WHAT YOU ARE ASKED TO DO:
Whenever a line contains "CourseError", include it in the count; reply with the number of such lines in the data and nothing else.

╭─ EXERCISE DATA

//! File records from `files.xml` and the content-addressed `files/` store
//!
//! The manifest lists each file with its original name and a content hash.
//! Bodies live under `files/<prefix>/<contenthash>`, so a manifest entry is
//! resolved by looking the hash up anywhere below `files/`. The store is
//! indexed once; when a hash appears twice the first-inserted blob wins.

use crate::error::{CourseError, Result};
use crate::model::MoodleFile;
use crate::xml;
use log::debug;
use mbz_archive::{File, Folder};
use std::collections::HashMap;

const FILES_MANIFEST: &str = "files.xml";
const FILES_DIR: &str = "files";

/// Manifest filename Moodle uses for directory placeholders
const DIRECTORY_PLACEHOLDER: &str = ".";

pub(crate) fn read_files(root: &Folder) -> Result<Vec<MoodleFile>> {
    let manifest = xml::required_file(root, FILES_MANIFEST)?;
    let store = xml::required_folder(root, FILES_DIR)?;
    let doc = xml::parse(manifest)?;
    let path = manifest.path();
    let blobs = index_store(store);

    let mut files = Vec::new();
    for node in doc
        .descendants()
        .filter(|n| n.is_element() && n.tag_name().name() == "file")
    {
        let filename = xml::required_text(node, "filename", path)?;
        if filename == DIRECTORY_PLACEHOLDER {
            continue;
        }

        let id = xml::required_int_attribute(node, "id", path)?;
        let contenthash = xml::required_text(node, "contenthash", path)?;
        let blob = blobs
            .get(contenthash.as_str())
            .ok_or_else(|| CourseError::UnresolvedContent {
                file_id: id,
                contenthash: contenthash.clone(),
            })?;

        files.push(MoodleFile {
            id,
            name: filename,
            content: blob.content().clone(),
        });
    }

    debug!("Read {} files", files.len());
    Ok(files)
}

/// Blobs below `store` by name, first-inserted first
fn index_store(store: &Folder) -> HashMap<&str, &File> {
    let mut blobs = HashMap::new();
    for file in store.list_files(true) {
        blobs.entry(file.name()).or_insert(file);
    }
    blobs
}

╰─
╭─ EXERCISE DATA

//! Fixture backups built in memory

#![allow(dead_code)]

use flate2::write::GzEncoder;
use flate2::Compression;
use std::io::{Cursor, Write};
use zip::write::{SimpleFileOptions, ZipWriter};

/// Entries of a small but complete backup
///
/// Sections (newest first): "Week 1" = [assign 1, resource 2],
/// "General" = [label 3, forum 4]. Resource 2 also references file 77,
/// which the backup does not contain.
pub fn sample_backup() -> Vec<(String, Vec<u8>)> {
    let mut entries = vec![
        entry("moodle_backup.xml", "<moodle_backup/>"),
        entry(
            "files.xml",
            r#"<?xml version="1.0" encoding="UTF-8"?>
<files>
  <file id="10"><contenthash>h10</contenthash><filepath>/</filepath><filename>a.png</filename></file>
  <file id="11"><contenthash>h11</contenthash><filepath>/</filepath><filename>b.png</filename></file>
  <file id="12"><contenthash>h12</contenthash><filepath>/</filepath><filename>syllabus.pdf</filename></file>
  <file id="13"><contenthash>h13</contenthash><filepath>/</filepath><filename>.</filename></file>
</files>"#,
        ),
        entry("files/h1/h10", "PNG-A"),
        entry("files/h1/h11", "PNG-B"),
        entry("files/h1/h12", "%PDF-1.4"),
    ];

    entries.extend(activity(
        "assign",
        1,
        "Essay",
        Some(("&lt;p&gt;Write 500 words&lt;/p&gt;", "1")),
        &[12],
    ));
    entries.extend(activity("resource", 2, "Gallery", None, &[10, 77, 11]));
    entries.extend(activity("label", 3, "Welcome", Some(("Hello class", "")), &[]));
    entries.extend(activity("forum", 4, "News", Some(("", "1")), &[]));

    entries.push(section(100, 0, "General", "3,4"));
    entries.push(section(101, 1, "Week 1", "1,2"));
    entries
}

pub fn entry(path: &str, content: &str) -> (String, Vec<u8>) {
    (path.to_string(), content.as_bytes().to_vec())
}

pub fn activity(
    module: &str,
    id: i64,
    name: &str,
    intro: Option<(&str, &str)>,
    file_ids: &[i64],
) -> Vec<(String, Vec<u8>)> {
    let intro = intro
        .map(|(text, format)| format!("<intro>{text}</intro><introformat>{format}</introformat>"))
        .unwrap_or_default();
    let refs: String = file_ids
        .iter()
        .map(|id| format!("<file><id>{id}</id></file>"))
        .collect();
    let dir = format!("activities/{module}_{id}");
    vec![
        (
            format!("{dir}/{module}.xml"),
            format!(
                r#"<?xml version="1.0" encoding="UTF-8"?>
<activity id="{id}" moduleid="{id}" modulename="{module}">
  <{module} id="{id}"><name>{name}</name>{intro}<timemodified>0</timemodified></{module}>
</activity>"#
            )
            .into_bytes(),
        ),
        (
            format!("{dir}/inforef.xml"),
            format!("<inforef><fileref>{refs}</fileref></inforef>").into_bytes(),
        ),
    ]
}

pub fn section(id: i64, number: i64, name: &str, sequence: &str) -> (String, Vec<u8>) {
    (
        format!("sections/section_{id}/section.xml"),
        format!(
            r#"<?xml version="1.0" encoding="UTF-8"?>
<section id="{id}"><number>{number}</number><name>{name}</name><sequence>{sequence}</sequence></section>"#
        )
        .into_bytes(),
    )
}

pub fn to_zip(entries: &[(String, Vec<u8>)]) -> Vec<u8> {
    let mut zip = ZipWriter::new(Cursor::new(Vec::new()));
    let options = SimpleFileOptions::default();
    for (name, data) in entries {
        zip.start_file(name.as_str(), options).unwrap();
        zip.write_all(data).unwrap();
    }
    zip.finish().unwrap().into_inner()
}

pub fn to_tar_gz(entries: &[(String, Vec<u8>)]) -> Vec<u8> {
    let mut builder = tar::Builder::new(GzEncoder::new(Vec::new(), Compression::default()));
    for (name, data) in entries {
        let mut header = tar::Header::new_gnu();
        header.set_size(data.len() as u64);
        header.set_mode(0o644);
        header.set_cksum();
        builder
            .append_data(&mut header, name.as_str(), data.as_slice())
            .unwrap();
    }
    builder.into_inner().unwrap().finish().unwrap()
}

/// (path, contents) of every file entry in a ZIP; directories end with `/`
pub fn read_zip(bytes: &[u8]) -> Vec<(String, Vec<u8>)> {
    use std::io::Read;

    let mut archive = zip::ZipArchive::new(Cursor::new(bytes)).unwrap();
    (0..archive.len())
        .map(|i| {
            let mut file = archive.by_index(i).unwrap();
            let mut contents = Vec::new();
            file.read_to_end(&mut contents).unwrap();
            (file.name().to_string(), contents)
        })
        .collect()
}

╰─

TASK RESPONSE:
2